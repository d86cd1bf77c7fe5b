use std::fmt;

use tracing::debug;

use crate::convert::{is_integer, to_boolean};
use crate::duplicate::{find_row_duplicate, DuplicatePolicy};
use crate::error::Result;
use crate::schema::{FieldType, FileSchema};
use crate::store::RecordStore;
use crate::tabular::ImportRow;

#[derive(Debug, Clone, PartialEq, Eq)]
pub enum ExpectedKind {
    ColumnCount { expected: usize, actual: usize },
    Boolean,
    Integer,
    Unique { entity: String },
}

/// A row-level problem. Never raised; collected into a [`ValidationResult`].
#[derive(Debug, Clone, PartialEq, Eq)]
pub struct ImportError {
    pub file: String,
    pub line: usize,
    /// 1-based position after the control flag; 0 for whole-row problems.
    pub column: usize,
    pub raw_value: String,
    pub expected: ExpectedKind,
}

impl fmt::Display for ImportError {
    fn fmt(&self, f: &mut fmt::Formatter<'_>) -> fmt::Result {
        match &self.expected {
            ExpectedKind::ColumnCount { expected, actual } => write!(
                f,
                "file {}: line {} - wrong column count, expected {} versus {}",
                self.file, self.line, expected, actual
            ),
            ExpectedKind::Boolean => write!(
                f,
                "file {}: line {} - column {}: {} is expected to be a boolean",
                self.file, self.line, self.column, self.raw_value
            ),
            ExpectedKind::Integer => write!(
                f,
                "file {}: line {} - column {}: {} is expected to be an integer",
                self.file, self.line, self.column, self.raw_value
            ),
            ExpectedKind::Unique { entity } => write!(
                f,
                "file {}: line {} - column {}: {} already exists as {}",
                self.file, self.line, self.column, self.raw_value, entity
            ),
        }
    }
}

impl ImportError {
    /// A row whose natural key is already taken by a record of `entity`.
    pub fn duplicate(file: &str, row: &ImportRow, entity: String) -> Self {
        Self {
            file: file.to_string(),
            line: row.line,
            column: 1,
            raw_value: row.content().first().cloned().unwrap_or_default(),
            expected: ExpectedKind::Unique { entity },
        }
    }
}

#[derive(Debug, Clone, Default, PartialEq, Eq)]
pub struct ValidationResult {
    pub errors: Vec<ImportError>,
}

impl ValidationResult {
    pub fn is_clean(&self) -> bool {
        self.errors.is_empty()
    }

    pub fn len(&self) -> usize {
        self.errors.len()
    }

    pub fn is_empty(&self) -> bool {
        self.errors.is_empty()
    }

    pub fn messages(&self) -> Vec<String> {
        self.errors.iter().map(ToString::to_string).collect()
    }

    /// Whether a natural-key conflict was already reported for `line`.
    pub fn has_duplicate_at(&self, line: usize) -> bool {
        self.errors
            .iter()
            .any(|error| error.line == line && matches!(error.expected, ExpectedKind::Unique { .. }))
    }

    pub fn merge(&mut self, other: ValidationResult) {
        self.errors.extend(other.errors);
    }
}

pub struct RowValidator<'a> {
    file: &'a FileSchema,
    policy: DuplicatePolicy,
}

impl<'a> RowValidator<'a> {
    pub fn new(file: &'a FileSchema, policy: DuplicatePolicy) -> Self {
        Self { file, policy }
    }

    /// Checks every row and keeps going on error. Shape is checked on all
    /// rows; types only on `ok` rows that are not already persisted.
    pub fn validate<S: RecordStore + ?Sized>(
        &self,
        rows: &[ImportRow],
        store: &S,
    ) -> Result<ValidationResult> {
        let expected = self.file.expected_column_count();
        let mut result = ValidationResult::default();
        for row in rows {
            if row.cells.len() != expected {
                result.errors.push(self.error(
                    row,
                    0,
                    String::new(),
                    ExpectedKind::ColumnCount {
                        expected,
                        actual: row.cells.len(),
                    },
                ));
                continue;
            }
            if !row.is_importable() {
                continue;
            }
            if let Some(existing) = find_row_duplicate(store, self.file, row)? {
                debug!(
                    file = %self.file.key,
                    line = row.line,
                    existing = %existing.id,
                    "duplicate natural key, type checks skipped"
                );
                if self.policy == DuplicatePolicy::Reject {
                    result
                        .errors
                        .push(ImportError::duplicate(&self.file.key, row, existing.entity));
                }
                continue;
            }
            self.check_types(row, &mut result);
        }
        Ok(result)
    }

    fn check_types(&self, row: &ImportRow, result: &mut ValidationResult) {
        let fields = self
            .file
            .entities
            .iter()
            .flat_map(|entity| entity.fields.values());
        for (offset, (field_type, cell)) in fields.zip(row.content()).enumerate() {
            let column = offset + 1;
            match field_type {
                FieldType::Boolean => {
                    if !to_boolean(cell).is_valid() {
                        result.errors.push(self.error(
                            row,
                            column,
                            cell.clone(),
                            ExpectedKind::Boolean,
                        ));
                    }
                }
                FieldType::Integer => {
                    if !cell.is_empty() && !is_integer(cell) {
                        result.errors.push(self.error(
                            row,
                            column,
                            cell.clone(),
                            ExpectedKind::Integer,
                        ));
                    }
                }
                FieldType::String | FieldType::TagList | FieldType::RelationReference { .. } => {}
            }
        }
    }

    fn error(
        &self,
        row: &ImportRow,
        column: usize,
        raw_value: String,
        expected: ExpectedKind,
    ) -> ImportError {
        ImportError {
            file: self.file.key.clone(),
            line: row.line,
            column,
            raw_value,
            expected,
        }
    }
}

--

* **Problem details**: The answer is a count and nothing more: lines above that contain "fields".

* **Answer section**: 3